With the change in quarterbacks comes a change in philosophy, as Duke will call more zone-read plays, allowing Boone to use his feet to gain chunks of yards.
“You’ll see what’s different is our quarterback is capable of running the football,” offensive coordinator Kurt Roper said. “I don’t think he’s a guy that can necessarily run for 100 yards, but because of the schemes we can use with him in the run game, it’s enough that the defense has to account for it. That’s a big difference.”
Accuracy in the air remains Roper’s main concern for his quarterback, and he and Boone have set a goal of a 60 percent completion percentage for the season. How close Boone is to that mark will likely correlate strongly with Duke’s win total.
Can the line be the strength of the defense?
All the starters are back, with redshirt senior Justin Foxx at left end, redshirt junior Jamal Bruce at nose guard, redshirt senior Sydney Sarmiento at tackle and sixth-year senior Kenny Anunike at right end.
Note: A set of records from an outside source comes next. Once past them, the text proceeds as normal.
use chrono::{DateTime, Duration, TimeZone, Utc};
use forecast_desk::{
    DeskConfig, DeskError, ForecastDesk, InMemoryPriceHistory, PriceHistoryProvider,
    SyntheticPriceHistory,
};
use forecast_math::{forecast, MathError};
use pretty_assertions::assert_eq;
use std::cell::Cell;

fn rising(len: usize) -> Vec<f64> {
    (0..len).map(|i| 100.0 + i as f64 * 0.8).collect()
}

fn t0() -> DateTime<Utc> {
    Utc.with_ymd_and_hms(2024, 6, 3, 15, 0, 0).unwrap()
}

/// Provider that counts lookups and can swap its series between calls
struct CountingProvider {
    closes: Vec<f64>,
    calls: Cell<usize>,
}

impl PriceHistoryProvider for CountingProvider {
    fn price_history(&self, _symbol: &str) -> forecast_desk::Result<Vec<f64>> {
        self.calls.set(self.calls.get() + 1);
        Ok(self.closes.clone())
    }
}

#[test]
fn test_desk_matches_engine() {
    let closes = rising(60);
    let provider = InMemoryPriceHistory::new().with_series("AAPL", closes.clone());
    let mut desk = ForecastDesk::new(provider, &DeskConfig::default());

    let result = desk.forecast_at("AAPL", t0()).unwrap();
    assert_eq!(result, forecast(&closes).unwrap());
    assert_eq!(desk.cache().len(), 1);
}

#[test]
fn test_cached_result_reused_within_ttl() {
    let provider = CountingProvider {
        closes: rising(60),
        calls: Cell::new(0),
    };
    let mut desk = ForecastDesk::new(provider, &DeskConfig::default());

    // Plant a result the engine would never produce for this series
    let sentinel = forecast(&rising(80)).unwrap();
    let key = forecast_desk::CacheKey::new("AAPL", &rising(60));
    desk.cache_mut().insert(key, sentinel.clone(), t0());

    let served = desk.forecast_at("AAPL", t0() + Duration::seconds(10)).unwrap();

    assert_eq!(served, sentinel);
    assert_ne!(served, forecast(&rising(60)).unwrap());
    assert_eq!(desk.provider().calls.get(), 1);
    assert_eq!(desk.cache().len(), 1);
}

#[test]
fn test_expired_entry_recomputed() {
    let config = DeskConfig::from_toml_str("[cache]\nttl_secs = 5\n").unwrap();
    let provider = InMemoryPriceHistory::new().with_series("AAPL", rising(60));
    let mut desk = ForecastDesk::new(provider, &config);

    desk.forecast_at("AAPL", t0()).unwrap();
    let later = t0() + Duration::seconds(6);
    let key = forecast_desk::CacheKey::new("AAPL", &rising(60));
    assert!(desk.cache_mut().get(&key, later).is_none());

    desk.forecast_at("AAPL", later).unwrap();
    assert_eq!(desk.cache().len(), 1);
}

#[test]
fn test_insufficient_history_not_cached() {
    let provider = InMemoryPriceHistory::new().with_series("NEW", rising(49));
    let mut desk = ForecastDesk::new(provider, &DeskConfig::default());

    let err = desk.forecast_at("NEW", t0()).unwrap_err();
    assert!(matches!(err, DeskError::Math(MathError::InsufficientData(_))));
    assert!(desk.cache().is_empty());
}

#[test]
fn test_unknown_symbol() {
    let mut desk = ForecastDesk::new(InMemoryPriceHistory::new(), &DeskConfig::default());
    let err = desk.forecast_at("NOPE", t0()).unwrap_err();
    assert!(matches!(err, DeskError::UnknownSymbol(ref s) if s == "NOPE"));
}

#[test]
fn test_synthetic_symbols_forecast_independently() {
    let config = DeskConfig::default();
    let provider = SyntheticPriceHistory::new(config.synthetic.clone()).unwrap();
    let mut desk = ForecastDesk::new(provider, &config);

    let a = desk.forecast_at("AAPL", t0()).unwrap();
    let b = desk.forecast_at("MSFT", t0()).unwrap();

    assert_eq!(a.predictions.len(), 7);
    assert_eq!(b.predictions.len(), 7);
    assert_ne!(a.current_price, b.current_price);
    assert_eq!(desk.cache().len(), 2);
}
“We’ve got some grown men,” Knowles said. “These are guys who have fought a lot of battles and at time may have been undersized or behind the 8-ball, now we’re expecting them to move it forward.”
If all goes well, one of those guys, and not a safety, will lead Duke in tackles.
Will the offense be able to run the football?
With more emphasis on the zone-read, Duke would like more of a 60-40 split on passing and running, as opposed to the 70-30 mentality the Blue Devils had in years past, Boone said.
Duke likes its quartet of running backs, all of whom are back from last season: senior Juwan Thompson, redshirt junior Josh Snead and sophomores Jela Duncan and Shaq Powell. They will be given ample opportunities to produce.
Staff writer Wade Rupard contributed to this report.